Respect and Romance
Dear Friends,
I like to say that respect and romance are kissing cousins because there is a
direct correlation between the two. Another way to say this is that you cannot
feel passionately romantic toward someone unless you respect them. It is
possible to respect someone without feeling romantic, but it is impossible to
feel romantically toward someone without respecting them.
This is an
important principle when applied to romantic relationships of all types, but
most importantly as it is applied to marriage. Over the years that you are
married your relationship goes through many different stages. If, for a variety
of reasons, you slowly lose respect for your spouse the feelings of romance will
leave you. You may stay committed to your spouse and do all the obedient things
that you know God would have you do, but you will slowly lose the passion you
once had.

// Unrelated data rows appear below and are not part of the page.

use {serde_json::Value, tracing::{debug, info}};

use smarthub_common::{InvocationRequest, SwitchRequest};

use crate::{
    broadcast::send_event,
    state::{ChannelId, GatewayState},
};

/// Send `request.address` to the one channel that owns `request.target_mac`
/// (devices first, then sensors). Arguments travel as an ordered array;
/// with none, the no-argument form is sent. Unknown MAC sends nothing.
pub fn dispatch(state: &GatewayState, request: &InvocationRequest) -> bool {
    let Some((kind, channel)) = state.registry.locate(&request.target_mac) else {
        info!(mac = %request.target_mac, address = %request.address, "no slave for invocation");
        return false;
    };

    let payload = (!request.args.is_empty()).then(|| Value::Array(request.args.clone()));
    let sent = send_event(state, &channel, &request.address, payload);
    debug!(
        mac = %request.target_mac,
        kind = %kind,
        address = %request.address,
        args = request.args.len(),
        sent,
        "invocation dispatched"
    );
    sent
}

/// Echo the caller's own "on" address back to it.
pub fn turn_on(state: &GatewayState, caller: &ChannelId, slave: &SwitchRequest) -> bool {
    match &slave.on {
        Some(on) => send_event(state, caller, &on.address, None),
        None => false,
    }
}

/// Echo the caller's own "off" address back to it.
pub fn turn_off(state: &GatewayState, caller: &ChannelId, slave: &SwitchRequest) -> bool {
    match &slave.off {
        Some(off) => send_event(state, caller, &off.address, None),
        None => false,
    }
}
use std::{
    path::Path,
    time::{SystemTime, UNIX_EPOCH},
};

use {
    async_trait::async_trait,
    chrono::{DateTime, Utc},
    smarthub_common::{SlaveIdentity, SlaveKind, SlaveStatus, TelemetryRecord},
    sqlx::sqlite::{SqliteConnectOptions, SqlitePool, SqlitePoolOptions},
    tokio_util::sync::CancellationToken,
    tracing::debug,
};

use crate::store::{SlaveRepository, StoreError, StoreResult, TelemetryRepository, cancellable};

/// SQLite-backed slave and telemetry store.
#[derive(Clone)]
pub struct SqliteStore {
    pool: SqlitePool,
}

#[derive(sqlx::FromRow)]
struct SlaveRow {
    kind: String,
    mac: String,
    name: String,
    status: String,
}

#[derive(sqlx::FromRow)]
struct TelemetryRow {
    source_mac: String,
    value: f64,
    recorded_at: String,
}

fn now_ms() -> i64 {
    SystemTime::now()
        .duration_since(UNIX_EPOCH)
        .unwrap_or_default()
        .as_millis() as i64
}

fn parse_kind(raw: &str) -> StoreResult<SlaveKind> {
    match raw {
        "device" => Ok(SlaveKind::Device),
        "sensor" => Ok(SlaveKind::Sensor),
        other => Err(StoreError::Corrupt(format!("unknown slave kind: {other}"))),
    }
}

fn parse_status(raw: &str) -> SlaveStatus {
    match raw {
        "on" => SlaveStatus::On,
        "off" => SlaveStatus::Off,
        _ => SlaveStatus::Unknown,
    }
}

impl TryFrom<SlaveRow> for SlaveIdentity {
    type Error = StoreError;

    fn try_from(r: SlaveRow) -> StoreResult<Self> {
        Ok(Self {
            kind: parse_kind(&r.kind)?,
            mac: r.mac,
            name: r.name,
            status: parse_status(&r.status),
        })
    }
}

impl TryFrom<TelemetryRow> for TelemetryRecord {
    type Error = StoreError;

    fn try_from(r: TelemetryRow) -> StoreResult<Self> {
        let timestamp = DateTime::parse_from_rfc3339(&r.recorded_at)
            .map_err(|e| StoreError::Corrupt(format!("recorded_at {}: {e}", r.recorded_at)))?
            .with_timezone(&Utc);
        Ok(Self {
            source_mac: r.source_mac,
            value: r.value,
            timestamp,
        })
    }
}

impl SqliteStore {
    pub fn new(pool: SqlitePool) -> Self {
        Self { pool }
    }

    /// Open (creating if needed) the database file and its tables.
    pub async fn open(path: &Path) -> StoreResult<Self> {
        if let Some(parent) = path.parent()
            && !parent.as_os_str().is_empty()
        {
            std::fs::create_dir_all(parent)
                .map_err(|e| StoreError::Unavailable(format!("{}: {e}", parent.display())))?;
        }
        let options = SqliteConnectOptions::new()
            .filename(path)
            .create_if_missing(true);
        let pool = SqlitePoolOptions::new().connect_with(options).await?;
        Self::init(&pool).await?;
        debug!(path = %path.display(), "opened sqlite store");
        Ok(Self::new(pool))
    }

    /// Single-connection in-memory database.
    pub async fn in_memory() -> StoreResult<Self> {
        let pool = SqlitePoolOptions::new()
            .max_connections(1)
            .connect("sqlite::memory:")
            .await?;
        Self::init(&pool).await?;
        Ok(Self::new(pool))
    }

    /// Create the `slaves` and `telemetry` tables if they don't exist.
    pub async fn init(pool: &SqlitePool) -> StoreResult<()> {
        sqlx::query(
            r#"CREATE TABLE IF NOT EXISTS slaves (
                kind       TEXT NOT NULL,
                mac        TEXT NOT NULL,
                name       TEXT NOT NULL,
                status     TEXT NOT NULL,
                created_at INTEGER NOT NULL,
                updated_at INTEGER NOT NULL,
                PRIMARY KEY (kind, mac)
            )"#,
        )
        .execute(pool)
        .await?;

        sqlx::query(
            r#"CREATE TABLE IF NOT EXISTS telemetry (
                id          INTEGER PRIMARY KEY AUTOINCREMENT,
                source_mac  TEXT NOT NULL,
                value       REAL NOT NULL,
                recorded_at TEXT NOT NULL
            )"#,
        )
        .execute(pool)
        .await?;

        sqlx::query(
            "CREATE INDEX IF NOT EXISTS idx_telemetry_source ON telemetry (source_mac, id)",
        )
        .execute(pool)
        .await?;

        Ok(())
    }
}

#[async_trait]
impl SlaveRepository for SqliteStore {
    async fn exists_by_mac(
        &self,
        kind: SlaveKind,
        mac: &str,
        cancel: &CancellationToken,
    ) -> StoreResult<bool> {
        cancellable(cancel, async {
            let count: i64 =
                sqlx::query_scalar("SELECT COUNT(*) FROM slaves WHERE kind = ? AND mac = ?")
                    .bind(kind.as_str())
                    .bind(mac)
                    .fetch_one(&self.pool)
                    .await?;
            Ok::<_, StoreError>(count > 0)
        })
        .await
    }

    async fn add(&self, slave: &SlaveIdentity, cancel: &CancellationToken) -> StoreResult<()> {
        cancellable(cancel, async {
            let now = now_ms();
            sqlx::query(
                r#"INSERT INTO slaves (kind, mac, name, status, created_at, updated_at)
                   VALUES (?, ?, ?, ?, ?, ?)"#,
            )
            .bind(slave.kind.as_str())
            .bind(&slave.mac)
            .bind(&slave.name)
            .bind(slave.status.as_str())
            .bind(now)
            .bind(now)
            .execute(&self.pool)
            .await?;
            Ok::<_, StoreError>(())
        })
        .await
    }

    async fn update(&self, slave: &SlaveIdentity, cancel: &CancellationToken) -> StoreResult<()> {
        cancellable(cancel, async {
            let result = sqlx::query(
                "UPDATE slaves SET name = ?, status = ?, updated_at = ? WHERE kind = ? AND mac = ?",
            )
            .bind(&slave.name)
            .bind(slave.status.as_str())
            .bind(now_ms())
            .bind(slave.kind.as_str())
            .bind(&slave.mac)
            .execute(&self.pool)
            .await?;
            if result.rows_affected() == 0 {
                debug!(kind = %slave.kind, mac = %slave.mac, "update of missing slave row ignored");
            }
            Ok::<_, StoreError>(())
        })
        .await
    }

    async fn get(
        &self,
        kind: SlaveKind,
        mac: &str,
        cancel: &CancellationToken,
    ) -> StoreResult<Option<SlaveIdentity>> {
        cancellable(cancel, async {
            let row = sqlx::query_as::<_, SlaveRow>(
                "SELECT kind, mac, name, status FROM slaves WHERE kind = ? AND mac = ?",
            )
            .bind(kind.as_str())
            .bind(mac)
            .fetch_optional(&self.pool)
            .await?;
            row.map(SlaveIdentity::try_from).transpose()
        })
        .await
    }
}

#[async_trait]
impl TelemetryRepository for SqliteStore {
    async fn append(&self, record: &TelemetryRecord, cancel: &CancellationToken) -> StoreResult<()> {
        cancellable(cancel, async {
            sqlx::query("INSERT INTO telemetry (source_mac, value, recorded_at) VALUES (?, ?, ?)")
                .bind(&record.source_mac)
                .bind(record.value)
                .bind(record.timestamp.to_rfc3339())
                .execute(&self.pool)
                .await?;
            Ok::<_, StoreError>(())
        })
        .await
    }

    async fn recent(
        &self,
        source_mac: &str,
        limit: usize,
        cancel: &CancellationToken,
    ) -> StoreResult<Vec<TelemetryRecord>> {
        cancellable(cancel, async {
            let rows = sqlx::query_as::<_, TelemetryRow>(
                r#"SELECT source_mac, value, recorded_at FROM telemetry
                   WHERE source_mac = ? ORDER BY id DESC LIMIT ?"#,
            )
            .bind(source_mac)
            .bind(i64::try_from(limit).unwrap_or(i64::MAX))
            .fetch_all(&self.pool)
            .await?;
            rows.into_iter()
                .map(TelemetryRecord::try_from)
                .collect::<StoreResult<Vec<_>>>()
        })
        .await
    }
}
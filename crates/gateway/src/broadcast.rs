use {serde::Serialize, serde_json::Value, tracing::debug};

use smarthub_protocol::EventFrame;

use crate::state::{ChannelId, GatewayState};

/// Serialize `frame` and queue it on one channel. False if the channel is
/// not connected or its writer has gone away.
pub fn send_to(state: &GatewayState, channel: &ChannelId, frame: &impl Serialize) -> bool {
    let Ok(json) = serde_json::to_string(frame) else {
        return false;
    };
    match state.clients.get(channel) {
        Some(client) => client.send(&json),
        None => {
            debug!(channel = %channel, "send to unknown channel");
            false
        },
    }
}

/// Push a named event to exactly one channel.
pub fn send_event(
    state: &GatewayState,
    channel: &ChannelId,
    event: &str,
    payload: Option<Value>,
) -> bool {
    let frame = EventFrame::new(event, payload, state.next_seq());
    send_to(state, channel, &frame)
}

/// Push a named event to every live channel except `origin`. Returns the
/// number of channels it was queued on.
pub fn broadcast_others(
    state: &GatewayState,
    origin: &ChannelId,
    event: &str,
    payload: Option<Value>,
) -> usize {
    let frame = EventFrame::new(event, payload, state.next_seq());
    let Ok(json) = serde_json::to_string(&frame) else {
        return 0;
    };

    let mut delivered = 0;
    for client in state.clients.iter() {
        if client.key() == origin {
            continue;
        }
        if client.send(&json) {
            delivered += 1;
        }
    }
    debug!(event, delivered, "broadcast");
    delivered
}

This passion is hard enough to maintain even in a good and healthy
marriage.
During the years I have taught college or have done counseling there have been
times when I experience a woman gaining respect for me, perhaps for my skills at
counseling, teaching, or communicating difficult concepts in a way that is
understandable and enjoyable. Sometimes I get the feeling that they wished
their spouse was like me, perhaps because of my attentiveness, and insight.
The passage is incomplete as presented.